Prima notte in carcere per Moretti. La difesa lavora alla scarcerazione, domiciliari con braccialetto per la moglie
La vicesindaca di Crans-Montana, Nicole Bonvin Clivaz, ha espresso pubblicamente la propria vicinanza alle famiglie delle vittime della strage di Capodanno e ha chiesto perdono per le carenze emerse nella gestione dei controlli amministrativi. Le sue parole arrivano dopo le polemiche suscitate dalla mancata presa di posizione del sindaco nei giorni successivi alla tragedia.

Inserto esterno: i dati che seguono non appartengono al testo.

//! Observer configuration

use std::fmt;
use std::rc::Rc;

use fos_dom::{IntersectionObserverInit, NodeId};
use serde::{Deserialize, Serialize};

use crate::engine::VisibilityCallback;
use crate::error::ObserverError;

/// What the caller asked to observe
#[derive(Debug, Clone, PartialEq, Eq)]
pub enum TargetRef {
    Element(NodeId),
    /// Result of a multi-element query; never accepted
    Collection(Vec<NodeId>),
}

impl TargetRef {
    /// The single element, or a configuration error for collections
    pub fn single(self) -> Result<NodeId, ObserverError> {
        match self {
            TargetRef::Element(node) => Ok(node),
            TargetRef::Collection(nodes) => Err(ObserverError::CollectionTarget(nodes.len())),
        }
    }
}

impl From<NodeId> for TargetRef {
    fn from(node: NodeId) -> Self {
        TargetRef::Element(node)
    }
}

impl From<Vec<NodeId>> for TargetRef {
    fn from(nodes: Vec<NodeId>) -> Self {
        TargetRef::Collection(nodes)
    }
}

impl From<&[NodeId]> for TargetRef {
    fn from(nodes: &[NodeId]) -> Self {
        TargetRef::Collection(nodes.to_vec())
    }
}

/// Serializable observer settings
#[derive(Debug, Clone, PartialEq, Serialize, Deserialize)]
#[serde(default, rename_all = "camelCase")]
pub struct ObserverSettings {
    /// Start observing on construction
    pub observe: bool,
    /// Log every transition with the full signal state
    pub log: bool,
    pub intersection_root_margin: String,
    /// 0 means any overlap counts
    pub intersection_threshold: f64,
}

impl Default for ObserverSettings {
    fn default() -> Self {
        Self {
            observe: true,
            log: false,
            intersection_root_margin: "0px".to_string(),
            intersection_threshold: 0.0,
        }
    }
}

impl ObserverSettings {
    /// Load settings from JSON; missing fields take their defaults
    pub fn from_json(json: &str) -> Result<Self, ObserverError> {
        let settings: Self = serde_json::from_str(json)?;
        settings.validate()?;
        Ok(settings)
    }

    pub fn validate(&self) -> Result<(), ObserverError> {
        if !(0.0..=1.0).contains(&self.intersection_threshold) {
            return Err(ObserverError::InvalidThreshold(self.intersection_threshold));
        }
        Ok(())
    }
}

/// Everything needed to construct a [`crate::VisibilityObserver`]
#[derive(Clone, Default)]
pub struct VisibilityObserverOptions {
    pub element: Option<TargetRef>,
    pub settings: ObserverSettings,
    /// None observes against the viewport
    pub intersection_root: Option<NodeId>,
    pub callback: Option<VisibilityCallback>,
}

impl VisibilityObserverOptions {
    pub fn new(element: impl Into<TargetRef>) -> Self {
        Self {
            element: Some(element.into()),
            ..Self::default()
        }
    }

    pub fn with_settings(mut self, settings: ObserverSettings) -> Self {
        self.settings = settings;
        self
    }

    pub fn observe(mut self, observe: bool) -> Self {
        self.settings.observe = observe;
        self
    }

    pub fn log(mut self, log: bool) -> Self {
        self.settings.log = log;
        self
    }

    pub fn root(mut self, root: NodeId) -> Self {
        self.intersection_root = Some(root);
        self
    }

    pub fn root_margin(mut self, margin: impl Into<String>) -> Self {
        self.settings.intersection_root_margin = margin.into();
        self
    }

    pub fn threshold(mut self, threshold: f64) -> Self {
        self.settings.intersection_threshold = threshold;
        self
    }

    pub fn callback(mut self, callback: impl Fn(bool) + 'static) -> Self {
        self.callback = Some(Rc::new(callback));
        self
    }

    pub(crate) fn intersection_init(&self) -> IntersectionObserverInit {
        IntersectionObserverInit {
            root: self.intersection_root,
            root_margin: self.settings.intersection_root_margin.clone(),
            threshold: vec![self.settings.intersection_threshold],
        }
    }
}

impl fmt::Debug for VisibilityObserverOptions {
    fn fmt(&self, f: &mut fmt::Formatter<'_>) -> fmt::Result {
        f.debug_struct("VisibilityObserverOptions")
            .field("element", &self.element)
            .field("settings", &self.settings)
            .field("intersection_root", &self.intersection_root)
            .field("callback", &self.callback.is_some())
            .finish()
    }
}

Bonvin Clivaz ha ammesso errori e mancanze da parte dell’amministrazione comunale, riconoscendo che i controlli non sono stati sufficienti. Allo stesso tempo ha sottolineato che sarà l’inchiesta giudiziaria a fare piena luce sulle responsabilità, distinguendo i profili politici e amministrativi da quelli penali.
Intanto Jacques Moretti, titolare del disco bar Constellation, locale in cui si è consumata la strage, ha trascorso la prima notte in carcere. Il suo legale, l’avvocato Patrick Michod, è al lavoro sulla richiesta di scarcerazione da presentare al Tribunale competente per le misure cautelari.
Per quanto riguarda la moglie di Moretti, Jessica Maric, co-titolare del Constellation, i magistrati inquirenti hanno invece chiesto l’applicazione degli arresti domiciliari con l’uso del braccialetto elettronico. L’indagine prosegue per accertare eventuali responsabilità individuali e chiarire le circostanze che hanno portato alla tragedia.